How infrastructure management can make IT a trusted, agile partner

Cost, Complexity, Convergence Technology and application trends such as Big Data, storage and server growth, mobile applications, bring-your-own-device (BYOD) and social media are the biggest disrupters of Enterprise IT today.

The resultant pressure on IT organisations is to deliver a 24x7 "dial-tone" service levels that align with business demands for availability and performance while remaining ever-agile to meet continually evolving application and business requirements.

Compounding the complexity and risk of this "new normal" state on mission critical infrastructures are complex interdependencies and technology advances—leading to blindingly fast servers, converging infrastructure components, mass adoption of virtualisation, and rapid migration to the private cloud .

The key driver behind all of these trends is demand for anytime/anywhere application access and flawless performance—from any device. All this exponentially increases storage requirements, mobile data, IP traffic and servers, and fuels advances in new technologies. The result is a never-ending pace of rapid transformation, and explosive increase in complexity and risk.

Managing the new normal

It's now business-critical for enterprises to have a purpose-built infrastructure performance management platform.

One that is specifically designed for granular, real-time monitoring of performance throughout the infrastructure supporting mission critical applications and business processes. One that also assures system-wide performance and availability.

This platform should enable infrastructure teams (no matter if they are server, storage, virtualisation or performance focused) to de-risk mission critical workloads across physical, virtual and cloud based computing environments. At the same time it should also provide deep insights into the real-time performance of the IT infrastructure, so that the risk of virtualising new applications and deploying new technologies can be minimised.

Leveraging such a platform would allow IT Organisations to align with business demands and application requirements, and become a trusted partner in driving business growth.

Impediments to aligning IT organisations with business goals: Minding and managing the gap

There are three main factors—people, processes and technology—and any one of them can prevent IT organisations from reaching a state of maturity, where they are seen by the broader organisation as a business advantage that can deliver exacting, cost-optimised service levels back to the organisation.

1. People and organisational structure

The IT organisation itself can impact business alignment, particularly if resources and management are functionally siloed. For example, organisations are often divided into Application, Server, Network, and Storage administrators. If there is a performance problem, the various administrators tend to make sure that it is not occurring in their domain. This structure pits teams against each other and results in finger pointing.
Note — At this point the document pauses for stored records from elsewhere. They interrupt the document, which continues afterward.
//! Ranked retrieval over the memory store: a weighted blend of keyword
//! overlap, semantic similarity, recency, access frequency and stored
//! importance, followed by an MMR pass so the top results aren't five
//! near-duplicates of the same memory.

use std::sync::Arc;
use std::time::Duration as StdDuration;

use agentry_core::{AgentError, MemoryEntry, MemoryKind};
use moka::future::Cache;
use time::OffsetDateTime;

use crate::store::MemoryStore;

#[derive(Debug, Clone, Copy)]
pub struct RetrievalWeights {
    pub keyword: f32,
    pub semantic: f32,
    pub recency: f32,
    pub access: f32,
    pub importance: f32,
}

impl RetrievalWeights {
    /// Used when no embedding is available for the query or any candidate:
    /// semantic weight is folded into keyword rather than wasted.
    pub const NO_SEMANTIC: Self = Self {
        keyword: 0.60,
        semantic: 0.0,
        recency: 0.20,
        access: 0.10,
        importance: 0.10,
    };
}

impl Default for RetrievalWeights {
    fn default() -> Self {
        Self {
            keyword: 0.35,
            semantic: 0.25,
            recency: 0.20,
            access: 0.10,
            importance: 0.10,
        }
    }
}

#[derive(Debug, Clone)]
pub struct RetrieverConfig {
    pub weights: RetrievalWeights,
    pub candidate_pool: usize,
    /// MMR tradeoff between relevance and diversity; 1.0 is pure relevance.
    pub mmr_lambda: f32,
    pub cache_ttl: StdDuration,
    pub cache_capacity: u64,
    /// Spec §4.6 step 4: also search a stop-word-stripped and a
    /// synonym-expanded rewrite of the query, merging candidates by id.
    pub enable_query_rewrite: bool,
}

impl Default for RetrieverConfig {
    fn default() -> Self {
        Self {
            weights: RetrievalWeights::default(),
            candidate_pool: 40,
            mmr_lambda: 0.7,
            cache_ttl: StdDuration::from_secs(30),
            cache_capacity: 256,
            enable_query_rewrite: true,
        }
    }
}

/// Recency decay constant from spec §4.6 step 3 (`time_score = exp(-age_days/tau)`).
const RECENCY_TAU_DAYS: f64 = 30.0;

/// Access-frequency saturation point from spec §4.6 step 3
/// (`access_score = min(1, log(1+access_count)/log(1+100))`).
const ACCESS_SATURATION: f64 = 100.0;

/// A small, fixed set of terms carrying little discriminative weight for
/// keyword overlap. Deliberately short — this is a budget input to the
/// rewrite step, not a general-purpose NLP stopword list.
const STOPWORDS: &[&str] = &[
    "a", "an", "the", "is", "are", "was", "were", "be", "been", "being", "to", "of", "in", "on",
    "for", "with", "and", "or", "but", "it", "this", "that", "at", "by", "from", "as", "my", "me",
    "i", "you", "your", "please", "can", "could", "would", "should",
];

/// Domain synonyms for the kinds of entities and actions this runtime's
/// recent-entity tracker and tool catalog traffic in (spec §4.6 "small
/// domain lexicon"). Each query term expands to itself plus any listed
/// alternates.
const SYNONYMS: &[(&str, &[&str])] = &[
    ("delete", &["remove", "rm", "trash"]),
    ("remove", &["delete", "rm"]),
    ("create", &["make", "new", "add"]),
    ("folder", &["directory", "dir"]),
    ("directory", &["folder", "dir"]),
    ("file", &["document", "doc"]),
    ("open", &["launch", "start"]),
    ("fetch", &["download", "get", "retrieve"]),
    ("error", &["bug", "issue", "failure"]),
    ("bug", &["error", "issue"]),
];

fn strip_stopwords(query: &str) -> Option<String> {
    let kept: Vec<&str> = query
        .split_whitespace()
        .filter(|term| !STOPWORDS.contains(&term.to_lowercase().as_str()))
        .collect();
    if kept.is_empty() || kept.len() == query.split_whitespace().count() {
        return None;
    }
    Some(kept.join(" "))
}

fn expand_synonyms(query: &str) -> Option<String> {
    let mut expanded = false;
    let mut terms: Vec<String> = Vec::new();
    for term in query.split_whitespace() {
        terms.push(term.to_string());
        let lower = term.to_lowercase();
        if let Some((_, alternates)) = SYNONYMS.iter().find(|(word, _)| *word == lower) {
            expanded = true;
            terms.extend(alternates.iter().map(|s| s.to_string()));
        }
    }
    expanded.then(|| terms.join(" "))
}

#[derive(Debug, Clone)]
pub struct ScoredMemory {
    pub entry: MemoryEntry,
    pub score: f32,
}

pub struct Retriever {
    store: Arc<dyn MemoryStore>,
    config: RetrieverConfig,
    cache: Cache<String, Vec<MemoryEntry>>,
}

impl Retriever {
    pub fn new(store: Arc<dyn MemoryStore>, config: RetrieverConfig) -> Self {
        let cache = Cache::builder()
            .max_capacity(config.cache_capacity)
            .time_to_live(config.cache_ttl)
            .build();
        Self { store, config, cache }
    }

    fn keyword_overlap(query_terms: &[String], entry: &MemoryEntry) -> f32 {
        if query_terms.is_empty() || entry.keywords.is_empty() {
            return 0.0;
        }
        let hits = query_terms.iter().filter(|term| entry.keywords.contains(*term)).count();
        hits as f32 / query_terms.len() as f32
    }

    fn semantic_similarity(query_embedding: Option<&[f32]>, entry: &MemoryEntry) -> Option<f32> {
        let query = query_embedding?;
        let candidate = entry.embedding.as_deref()?;
        if query.len() != candidate.len() || query.is_empty() {
            return None;
        }
        let dot: f32 = query.iter().zip(candidate).map(|(a, b)| a * b).sum();
        let norm_q: f32 = query.iter().map(|v| v * v).sum::<f32>().sqrt();
        let norm_c: f32 = candidate.iter().map(|v| v * v).sum::<f32>().sqrt();
        if norm_q == 0.0 || norm_c == 0.0 {
            return Some(0.0);
        }
        Some((dot / (norm_q * norm_c)).clamp(-1.0, 1.0))
    }

    /// `exp(-age_days / tau)` with the fixed `tau=30` from spec §4.6 step 3
    /// — not a configurable half-life, the same fixed-constant stance as
    /// the relevance/MMR weights.
    fn recency_score(&self, entry: &MemoryEntry, now: OffsetDateTime) -> f32 {
        let age_days = entry.created_at.age(now).as_seconds_f64().max(0.0) / 86_400.0;
        (-age_days / RECENCY_TAU_DAYS).exp() as f32
    }

    /// `min(1, log(1+access_count) / log(1+100))` from spec §4.6 step 3.
    fn access_score(entry: &MemoryEntry) -> f32 {
        let numerator = (1.0 + entry.access_count as f64).ln();
        let denominator = (1.0 + ACCESS_SATURATION).ln();
        (numerator / denominator).min(1.0) as f32
    }

    fn score(&self, query_terms: &[String], query_embedding: Option<&[f32]>, entry: &MemoryEntry, now: OffsetDateTime) -> f32 {
        let semantic = Self::semantic_similarity(query_embedding, entry);
        let weights = if semantic.is_some() { self.config.weights } else { RetrievalWeights::NO_SEMANTIC };

        weights.keyword * Self::keyword_overlap(query_terms, entry)
            + weights.semantic * semantic.unwrap_or(0.0)
            + weights.recency * self.recency_score(entry, now)
            + weights.access * Self::access_score(entry)
            + weights.importance * entry.importance
    }

    /// MMR re-ranking: greedily pick the highest-scoring remaining candidate
    /// penalized by its keyword-overlap similarity to what's already picked,
    /// so near-duplicate memories don't crowd out distinct ones.
    fn mmr_select(&self, mut candidates: Vec<ScoredMemory>, top_k: usize) -> Vec<ScoredMemory> {
        let mut selected: Vec<ScoredMemory> = Vec::new();
        let lambda = self.config.mmr_lambda;

        while !candidates.is_empty() && selected.len() < top_k {
            let mut best_idx = 0;
            let mut best_value = f32::MIN;
            for (idx, candidate) in candidates.iter().enumerate() {
                let max_similarity = selected
                    .iter()
                    .map(|picked| keyword_jaccard(&picked.entry.keywords, &candidate.entry.keywords))
                    .fold(0.0_f32, f32::max);
                let value = lambda * candidate.score - (1.0 - lambda) * max_similarity;
                if value > best_value {
                    best_value = value;
                    best_idx = idx;
                }
            }
            selected.push(candidates.remove(best_idx));
        }
        selected
    }

    async fn candidates_for(&self, query: &str) -> Result<Vec<MemoryEntry>, AgentError> {
        match self.cache.get(query).await {
            Some(cached) => Ok(cached),
            None => {
                let fetched = self.store.search_keyword(query, self.config.candidate_pool).await?;
                self.cache.insert(query.to_string(), fetched.clone()).await;
                Ok(fetched)
            }
        }
    }

    /// Spec §4.6's per-call contract: `retrieve(query, top_k=5, kind_filter=None)`.
    pub async fn retrieve(
        &self,
        query: &str,
        query_embedding: Option<&[f32]>,
        top_k: usize,
        kind_filter: Option<MemoryKind>,
    ) -> Result<Vec<ScoredMemory>, AgentError> {
        let mut by_id: std::collections::HashMap<String, MemoryEntry> = std::collections::HashMap::new();
        for entry in self.candidates_for(query).await? {
            by_id.insert(entry.id.clone(), entry);
        }

        // Spec §4.6 step 4: search up to two rewrites as well, merging and
        // deduplicating by id (a candidate found by more than one form is
        // kept once; its relevance score is computed from the original
        // query terms regardless of which form surfaced it).
        if self.config.enable_query_rewrite {
            for rewrite in [strip_stopwords(query), expand_synonyms(query)].into_iter().flatten() {
                for entry in self.candidates_for(&rewrite).await? {
                    by_id.entry(entry.id.clone()).or_insert(entry);
                }
            }
        }

        if let Some(kind) = kind_filter {
            by_id.retain(|_, entry| entry.kind == kind);
        }

        let query_terms: Vec<String> = query.split_whitespace().map(|s| s.to_lowercase()).collect();
        let now = OffsetDateTime::now_utc();

        let mut scored: Vec<ScoredMemory> = by_id
            .into_values()
            .map(|entry| {
                let score = self.score(&query_terms, query_embedding, &entry, now);
                ScoredMemory { entry, score }
            })
            .collect();
        scored.sort_by(|a, b| b.score.partial_cmp(&a.score).unwrap_or(std::cmp::Ordering::Equal));

        let selected = self.mmr_select(scored, top_k);
        for item in &selected {
            let _ = self.store.record_access(&item.entry.id).await;
        }
        Ok(selected)
    }
}

fn keyword_jaccard(a: &std::collections::HashSet<String>, b: &std::collections::HashSet<String>) -> f32 {
    if a.is_empty() && b.is_empty() {
        return 0.0;
    }
    let intersection = a.intersection(b).count() as f32;
    let union = a.union(b).count().max(1) as f32;
    intersection / union
}

#[cfg(test)]
mod tests {
    use super::*;
    use crate::store::SqliteMemoryStore;
    use std::collections::HashSet;

    fn kw(words: &[&str]) -> HashSet<String> {
        words.iter().map(|s| s.to_string()).collect()
    }

    #[tokio::test]
    async fn keyword_only_scoring_prefers_exact_term_overlap() {
        let store = Arc::new(SqliteMemoryStore::open_in_memory().await.unwrap());
        store
            .insert(MemoryEntry::new(MemoryKind::Interaction, "deployed the payments service", kw(&["deployed", "payments"]), 0.5, None))
            .await
            .unwrap();
        store
            .insert(MemoryEntry::new(MemoryKind::Interaction, "ordered lunch for the team", kw(&["lunch", "team"]), 0.5, None))
            .await
            .unwrap();

        let retriever = Retriever::new(store, RetrieverConfig::default());
        let results = retriever.retrieve("payments deployment", None, 5, None).await.unwrap();
        assert!(!results.is_empty());
        assert!(results[0].entry.content.contains("payments"));
    }

    #[tokio::test]
    async fn mmr_caps_result_count_at_requested_top_k() {
        let store = Arc::new(SqliteMemoryStore::open_in_memory().await.unwrap());
        for i in 0..20 {
            store
                .insert(MemoryEntry::new(MemoryKind::Interaction, format!("note about topic {i}"), kw(&["topic"]), 0.3, None))
                .await
                .unwrap();
        }
        let config = RetrieverConfig { candidate_pool: 20, ..RetrieverConfig::default() };
        let retriever = Retriever::new(store, config);
        let results = retriever.retrieve("topic", None, 5, None).await.unwrap();
        assert_eq!(results.len(), 5);
    }

    #[tokio::test]
    async fn kind_filter_excludes_entries_of_other_kinds() {
        let store = Arc::new(SqliteMemoryStore::open_in_memory().await.unwrap());
        store
            .insert(MemoryEntry::new(MemoryKind::Interaction, "deployed the payments service", kw(&["deployed", "payments"]), 0.5, None))
            .await
            .unwrap();
        store
            .insert(MemoryEntry::new(MemoryKind::Insight, "payments deploys should be staggered", kw(&["deployed", "payments"]), 0.5, None))
            .await
            .unwrap();

        let retriever = Retriever::new(store, RetrieverConfig::default());
        let results = retriever.retrieve("payments deployment", None, 5, Some(MemoryKind::Insight)).await.unwrap();
        assert!(results.iter().all(|r| r.entry.kind == MemoryKind::Insight));
        assert!(results.iter().any(|r| r.entry.content.contains("staggered")));
    }

    #[tokio::test]
    async fn synonym_rewrite_surfaces_entries_missing_the_literal_query_term() {
        let store = Arc::new(SqliteMemoryStore::open_in_memory().await.unwrap());
        store
            .insert(MemoryEntry::new(MemoryKind::Interaction, "removed the old config directory", kw(&["removed", "config", "directory"]), 0.4, None))
            .await
            .unwrap();

        let retriever = Retriever::new(store, RetrieverConfig::default());
        // "delete ... folder" never appears verbatim; the synonym lexicon
        // expands delete->remove and folder->directory so the entry is
        // still reachable.
        let results = retriever.retrieve("delete the folder", None, 5, None).await.unwrap();
        assert!(results.iter().any(|r| r.entry.content.contains("removed the old config directory")));
    }

    #[tokio::test]
    async fn disabling_query_rewrite_misses_the_synonym_only_match() {
        let store = Arc::new(SqliteMemoryStore::open_in_memory().await.unwrap());
        store
            .insert(MemoryEntry::new(MemoryKind::Interaction, "removed the old config directory", kw(&["removed", "config", "directory"]), 0.4, None))
            .await
            .unwrap();

        let config = RetrieverConfig { enable_query_rewrite: false, ..RetrieverConfig::default() };
        let retriever = Retriever::new(store, config);
        let results = retriever.retrieve("delete the folder", None, 5, None).await.unwrap();
        assert!(results.is_empty());
    }
}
This predicament is further antagonised by device-specific system administration tools that provide a biased, myopic focus on only one facet of an IT infrastructure. When it comes to interrelated and interdependent systems, without a holistic and unbiased view of the environment, it's nearly impossible to manage performance—let alone quickly find root causes of problems or set accurate SLAs.
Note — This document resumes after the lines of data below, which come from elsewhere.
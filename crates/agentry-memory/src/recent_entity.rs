//! In-process ring buffer of recently-touched files/folders/URLs, used to
//! resolve anaphoric references like "delete it" to a concrete path.

use std::collections::VecDeque;
use std::time::Duration as StdDuration;

use agentry_core::RecentEntity;
use time::OffsetDateTime;

pub struct RecentEntityTracker {
    capacity: usize,
    ttl: StdDuration,
    entries: VecDeque<RecentEntity>,
}

impl RecentEntityTracker {
    pub fn new(capacity: usize, ttl: StdDuration) -> Self {
        Self { capacity, ttl, entries: VecDeque::with_capacity(capacity) }
    }

    fn evict_expired(&mut self, now: OffsetDateTime) {
        while let Some(front) = self.entries.front() {
            if front.timestamp.age(now) > time_duration(self.ttl) {
                self.entries.pop_front();
            } else {
                break;
            }
        }
    }

    /// Record an entity interaction. Newest-wins: an entity with the same
    /// `name` already tracked is removed and re-inserted at the back so it
    /// sorts as the most recent touch.
    pub fn record(&mut self, entity: RecentEntity) {
        let now = OffsetDateTime::now_utc();
        self.evict_expired(now);
        self.entries.retain(|existing| existing.name != entity.name);
        if self.entries.len() >= self.capacity {
            self.entries.pop_front();
        }
        self.entries.push_back(entity);
    }

    pub fn recent(&self) -> impl Iterator<Item = &RecentEntity> {
        self.entries.iter().rev()
    }

    /// Render as a bullet list, newest first, for inclusion in an assembled
    /// prompt. Returns an empty string when nothing is tracked.
    pub fn render(&self) -> String {
        if self.entries.is_empty() {
            return String::new();
        }
        self.recent()
            .map(|entity| format!("- {:?} {} {:?} at {}", entity.action, entity.name, entity.kind, entity.location))
            .collect::<Vec<_>>()
            .join("\n")
    }
}

fn time_duration(std_duration: StdDuration) -> time::Duration {
    time::Duration::try_from(std_duration).unwrap_or(time::Duration::ZERO)
}

#[cfg(test)]
mod tests {
    use super::*;
    use agentry_core::{EntityAction, EntityKind};

    fn entity(name: &str) -> RecentEntity {
        RecentEntity {
            kind: EntityKind::File,
            name: name.to_string(),
            action: EntityAction::Modify,
            location: format!("/tmp/{name}"),
            timestamp: agentry_core::Timestamp::now(),
        }
    }

    #[test]
    fn capacity_evicts_oldest_first() {
        let mut tracker = RecentEntityTracker::new(2, StdDuration::from_secs(3600));
        tracker.record(entity("a"));
        tracker.record(entity("b"));
        tracker.record(entity("c"));
        let names: Vec<_> = tracker.recent().map(|e| e.name.as_str()).collect();
        assert_eq!(names, vec!["c", "b"]);
    }

    #[test]
    fn re_touching_an_entity_moves_it_to_most_recent() {
        let mut tracker = RecentEntityTracker::new(5, StdDuration::from_secs(3600));
        tracker.record(entity("a"));
        tracker.record(entity("b"));
        tracker.record(entity("a"));
        let names: Vec<_> = tracker.recent().map(|e| e.name.as_str()).collect();
        assert_eq!(names, vec!["a", "b"]);
    }

    #[test]
    fn render_produces_empty_string_when_nothing_tracked() {
        let tracker = RecentEntityTracker::new(5, StdDuration::from_secs(3600));
        assert_eq!(tracker.render(), "");
    }
}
2. Process and IT maturity

IT organisations are forever focused on providing cost appropriate service levels but many lack the processes or metrics to fully realise their commitments. The reasons range from a lack of executive sponsorship, to over-allocated or mis-allocated resources, to little or no institutionalised business collaboration processes. In all cases, teams must focus on finding and resolving specific problems.

However in many cases, they lack the proper instrumentation and processes for fast and conclusive resolution. Many IT teams try to focus on aligning their operations with business goals. Often, however, this ends up being more of a hope than a reality. Without continuing executive commitment to people and processes (backed by accurate data) it's tough to achieve alignment. Having uniform processes in place, especially when there are multiple stakeholders with different reporting structures, incentives and goals—often proves impossible to maintain.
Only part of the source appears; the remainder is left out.